According to the unions, the company is working to push for forgiveness for workers who have been forced to work for extended periods at home due to the coronavirus pandemic and to unfairly punish those who oppose the monitoring. Most of the problems were mainly related to the treatment of workers who were outsourced to Greece or Albania.
For example, an Albanian worker working from his parents’ home intercepted video surveillance and had covered the device by the time the company fired him in a matter of days, despite being recently upgraded.
The call centre, which employs 380,000 people and is present in 34 countries, includes the UK Government’s Department of Health and Education, the Royal Navy, Vodafone, eBay and many other large multinational companies in the UK.
Back in March, the Guardian learned of a Teleperformance announcement in the UK that from this year employees working from home would be monitored via video cameras to see when they were eating, looking at their phones or leaving their offices.
According to the company, the video cameras only helped with training and conversation between colleagues, and there was no doubt about the monitoring.

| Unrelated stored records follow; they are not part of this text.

//! Per-iteration generation stages: prompting, JSON recovery and normalization.

mod normalizer;
mod parser;
mod prompt;

pub use normalizer::*;
pub use parser::*;
pub use prompt::*;
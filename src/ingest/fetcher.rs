//! Source fetching.

use crate::models::{IngestConfig, PipelineError, Result, SourceKind};
use async_trait::async_trait;
use reqwest::header::CONTENT_TYPE;
use std::time::Duration;
use tracing::debug;

/// Body and declared type of a fetched source.
#[derive(Debug, Clone, Default)]
pub struct FetchedDocument {
    pub content_type: Option<String>,
    pub bytes: Vec<u8>,
}

/// Retrieves a source by URL. Non-success responses are errors.
#[async_trait]
pub trait SourceFetcher: Send + Sync {
    async fn fetch(&self, url: &str) -> Result<FetchedDocument>;
}

/// HTTP GET fetcher.
pub struct HttpFetcher {
    client: reqwest::Client,
}

impl HttpFetcher {
    pub fn new(timeout_secs: u64, user_agent: &str) -> Result<Self> {
        let client = reqwest::Client::builder()
            .timeout(Duration::from_secs(timeout_secs))
            .user_agent(user_agent)
            .build()
            .map_err(PipelineError::Network)?;
        Ok(Self { client })
    }

    pub fn from_config(config: &IngestConfig) -> Result<Self> {
        Self::new(config.fetch_timeout_secs, &config.user_agent)
    }
}

#[async_trait]
impl SourceFetcher for HttpFetcher {
    async fn fetch(&self, url: &str) -> Result<FetchedDocument> {
        let network_error = |e: reqwest::Error| PipelineError::SourceNetwork {
            source_id: url.to_string(),
            source: e,
        };

        let response = self.client.get(url).send().await.map_err(network_error)?;
        let status = response.status();
        if !status.is_success() {
            return Err(PipelineError::SourceFetch {
                source_id: url.to_string(),
                status: status.as_u16(),
            });
        }

        let content_type = response
            .headers()
            .get(CONTENT_TYPE)
            .and_then(|v| v.to_str().ok())
            .map(str::to_string);
        let bytes = response.bytes().await.map_err(network_error)?.to_vec();

        debug!(
            url = %url,
            content_type = content_type.as_deref().unwrap_or("-"),
            bytes = bytes.len(),
            "Fetched source"
        );

        Ok(FetchedDocument {
            content_type,
            bytes,
        })
    }
}

/// Decide how to read a fetched link from its content type and URL suffix.
pub fn classify_link(url: &str, content_type: Option<&str>) -> SourceKind {
    let content_type = content_type.unwrap_or_default().to_ascii_lowercase();
    let path = reqwest::Url::parse(url)
        .map(|u| u.path().to_ascii_lowercase())
        .unwrap_or_else(|_| url.to_ascii_lowercase());

    if content_type.contains("application/pdf") || path.ends_with(".pdf") {
        SourceKind::LinkPdf
    } else if content_type.contains("text/html")
        || content_type.contains("application/xhtml")
        || path.ends_with(".html")
        || path.ends_with(".htm")
    {
        SourceKind::LinkHtml
    } else {
        SourceKind::LinkText
    }
}
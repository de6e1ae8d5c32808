//! paperforge - verified coding-problem generation from research papers.
//!
//! ## Architecture
//!
//! A run ingests a fixed set of sources (links and inline PDFs), then asks a
//! model for a structured problem card up to N times. Each attempt is parsed,
//! normalized and handed to an external verifier; the verdict is ranked and
//! its blockers and warnings steer the next prompt.
//!
//! ## Modules
//!
//! - **ingest**: fetch links, extract HTML/PDF text, clip per source
//! - **generation**: prompts, JSON recovery from model text, payload normalization
//! - **client**: the model endpoint (`ModelClient`, `AnthropicClient`)
//! - **verify**: the verifier seam (`Verifier`, `CommandVerifier`)
//! - **pipeline**: the iteration loop and verdict ranking
//!
//! ## Failures
//!
//! - Preconditions and transport failures abort the run (`PipelineError`)
//! - Content failures are recorded per iteration and become feedback

pub mod client;
pub mod generation;
pub mod ingest;
pub mod models;
pub mod pipeline;
pub mod verify;

// Re-exports for convenience
pub use client::{AnthropicClient, ModelClient};
pub use ingest::{HttpFetcher, PdfExtractBackend, SourceIngestor};
pub use models::{
    Config, GeneratedCandidate, GenerationRequest, GenerationResult, PipelineError, Result,
    VerificationVerdict,
};
pub use pipeline::{GenerationPipeline, PipelineSettings};
pub use verify::{CommandVerifier, VerificationAdapter, Verifier};
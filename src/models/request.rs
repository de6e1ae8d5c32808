//! Caller-facing request and its normalized form.
//!
//! A `GenerationRequest` is whatever the caller sent. `normalize` applies every
//! default and bound once, so nothing downstream ever sees an unclamped value.

use super::GenerationDefaults;
use crate::models::{PipelineError, Result};
use base64::Engine;
use base64::engine::general_purpose::STANDARD;
use serde::{Deserialize, Serialize};
use std::path::Path;

/// Hard ceiling on iterations regardless of what the caller asks for.
pub const MAX_ITERATIONS_CEILING: u32 = 6;

/// Bounds on the output token ceiling.
pub const MIN_MAX_TOKENS: u32 = 512;
pub const MAX_MAX_TOKENS: u32 = 8192;

/// Raw generation request as received from a caller.
#[derive(Debug, Clone, Default, Serialize, Deserialize)]
#[serde(rename_all = "camelCase")]
pub struct GenerationRequest {
    /// Source links (text, HTML or PDF)
    #[serde(default, alias = "links")]
    pub urls: Vec<String>,

    /// PDFs uploaded inline as base64
    #[serde(default)]
    pub pdfs: Vec<InlinePdf>,

    /// What the exercise should be about
    #[serde(default)]
    pub target_description: String,

    #[serde(default)]
    pub max_iterations: Option<u32>,

    #[serde(default)]
    pub model: Option<String>,

    #[serde(default)]
    pub temperature: Option<f64>,

    #[serde(default)]
    pub max_tokens: Option<u32>,

    /// Text appended verbatim to the system and user prompts
    #[serde(default)]
    pub prompt_patch: PromptPatch,
}

/// A PDF supplied directly as base64.
#[derive(Debug, Clone, Serialize, Deserialize)]
#[serde(rename_all = "camelCase")]
pub struct InlinePdf {
    #[serde(default)]
    pub filename: Option<String>,

    /// Base64 payload, optionally prefixed with a `data:` URL header
    #[serde(alias = "data")]
    pub base64: String,
}

/// Caller-supplied prompt additions.
#[derive(Debug, Clone, Default, PartialEq, Eq, Serialize, Deserialize)]
pub struct PromptPatch {
    #[serde(default)]
    pub system: String,

    #[serde(default)]
    pub user: String,
}

/// Decoded inline PDF.
#[derive(Debug, Clone, PartialEq, Eq)]
pub struct PdfBlob {
    pub filename: Option<String>,
    pub bytes: Vec<u8>,
}

/// Sampling parameters for one model call.
#[derive(Debug, Clone, PartialEq, Serialize, Deserialize)]
pub struct SamplingParams {
    pub model: String,
    pub temperature: f64,
    pub max_tokens: u32,
}

/// Request with every default applied and every bound enforced.
#[derive(Debug, Clone)]
pub struct NormalizedRequest {
    pub urls: Vec<String>,
    pub pdfs: Vec<PdfBlob>,
    pub target_description: String,
    pub max_iterations: u32,
    pub sampling: SamplingParams,
    pub prompt_patch: PromptPatch,
}

impl GenerationRequest {
    /// Load a request from a JSON file.
    pub fn from_file(path: &Path) -> Result<Self> {
        let content = std::fs::read_to_string(path)
            .map_err(|e| PipelineError::io(format!("reading request {}", path.display()), e))?;
        serde_json::from_str(&content).map_err(|e| {
            PipelineError::InvalidInput(format!("request {} is not valid JSON: {e}", path.display()))
        })
    }

    /// Validate preconditions and apply defaults.
    ///
    /// Fails with `MissingTargetDescription`, `NoSources` or `InvalidInput`;
    /// these are never retried.
    pub fn normalize(
        &self,
        defaults: &GenerationDefaults,
        default_model: &str,
    ) -> Result<NormalizedRequest> {
        let target_description = self.target_description.trim().to_string();
        if target_description.is_empty() {
            return Err(PipelineError::MissingTargetDescription);
        }

        let mut urls: Vec<String> = Vec::new();
        for raw in &self.urls {
            let url = raw.trim();
            if url.is_empty() || urls.iter().any(|u| u == url) {
                continue;
            }
            validate_url(url)?;
            urls.push(url.to_string());
        }

        let pdfs = self
            .pdfs
            .iter()
            .enumerate()
            .map(|(idx, pdf)| pdf.decode(idx))
            .collect::<Result<Vec<_>>>()?;

        if urls.is_empty() && pdfs.is_empty() {
            return Err(PipelineError::NoSources);
        }

        let max_iterations = self
            .max_iterations
            .unwrap_or(defaults.max_iterations)
            .clamp(1, MAX_ITERATIONS_CEILING);

        let temperature = match self.temperature {
            Some(t) if t.is_finite() => t,
            _ => defaults.temperature,
        }
        .clamp(0.0, 1.0);

        let max_tokens = self
            .max_tokens
            .unwrap_or(defaults.max_tokens)
            .clamp(MIN_MAX_TOKENS, MAX_MAX_TOKENS);

        let model = self
            .model
            .as_deref()
            .map(str::trim)
            .filter(|m| !m.is_empty())
            .unwrap_or(default_model)
            .to_string();

        Ok(NormalizedRequest {
            urls,
            pdfs,
            target_description,
            max_iterations,
            sampling: SamplingParams {
                model,
                temperature,
                max_tokens,
            },
            prompt_patch: self.prompt_patch.clone(),
        })
    }
}

impl InlinePdf {
    fn decode(&self, idx: usize) -> Result<PdfBlob> {
        let payload = match self.base64.trim().strip_prefix("data:") {
            Some(rest) => rest.split_once(',').map(|(_, data)| data).unwrap_or(rest),
            None => self.base64.trim(),
        };
        let cleaned: String = payload.chars().filter(|c| !c.is_whitespace()).collect();

        let bytes = STANDARD.decode(cleaned.as_bytes()).map_err(|e| {
            PipelineError::InvalidInput(format!("inline PDF #{} is not valid base64: {e}", idx + 1))
        })?;

        let filename = self
            .filename
            .as_deref()
            .map(str::trim)
            .filter(|f| !f.is_empty())
            .map(str::to_string);

        Ok(PdfBlob { filename, bytes })
    }
}

fn validate_url(url: &str) -> Result<()> {
    let parsed = reqwest::Url::parse(url)
        .map_err(|e| PipelineError::InvalidInput(format!("invalid source URL {url}: {e}")))?;
    match parsed.scheme() {
        "http" | "https" => Ok(()),
        other => Err(PipelineError::InvalidInput(format!(
            "unsupported URL scheme '{other}' for {url}"
        ))),
    }
}
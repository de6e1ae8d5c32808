//! Text normalization shared by ingestion and prompt assembly.

/// Marker appended to clipped text.
pub const CLIP_MARKER: &str = "...";

/// Collapse every run of whitespace to a single space and trim.
pub fn collapse_whitespace(text: &str) -> String {
    text.split_whitespace().collect::<Vec<_>>().join(" ")
}

/// Keep at most `limit` characters, appending [`CLIP_MARKER`] when anything was cut.
///
/// Counts `char`s, not bytes, so multi-byte text is never split mid-character.
pub fn clip_chars(text: &str, limit: usize) -> String {
    match text.char_indices().nth(limit) {
        Some((byte_idx, _)) => {
            let mut clipped = String::with_capacity(byte_idx + CLIP_MARKER.len());
            clipped.push_str(&text[..byte_idx]);
            clipped.push_str(CLIP_MARKER);
            clipped
        }
        None => text.to_string(),
    }
}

However, in many countries, there have been serious monitoring problems. The company’s Colombian employees work under the most stringent working conditions, communicating mostly with customers in the United States. In addition to real-time video monitoring, the company can also request biometric data as well as the results of medical examinations.
As part of the employment contract, they must agree that the company may store photos and videos of themselves and their families, as well as undergo a polygraph test.
The Greek staff of Teleperformance also requested that they have a separate area designated for silent work, which they must take care of themselves. Under the contract, all workers whose salaries exceed the country’s minimum wage must create these conditions at their own expense, including access to the Internet and electricity.
Kristi Hoffman, general secretary of the world trade union UNI, told the Guardian that this kind of home monitoring forces workers into a situation where they have to choose between their job and spying on them.
According to Teleperformance, the cameras are only used for video calls, meetings, and online training. A company spokesperson said the company complies with all local and international regulations, including privacy and security laws.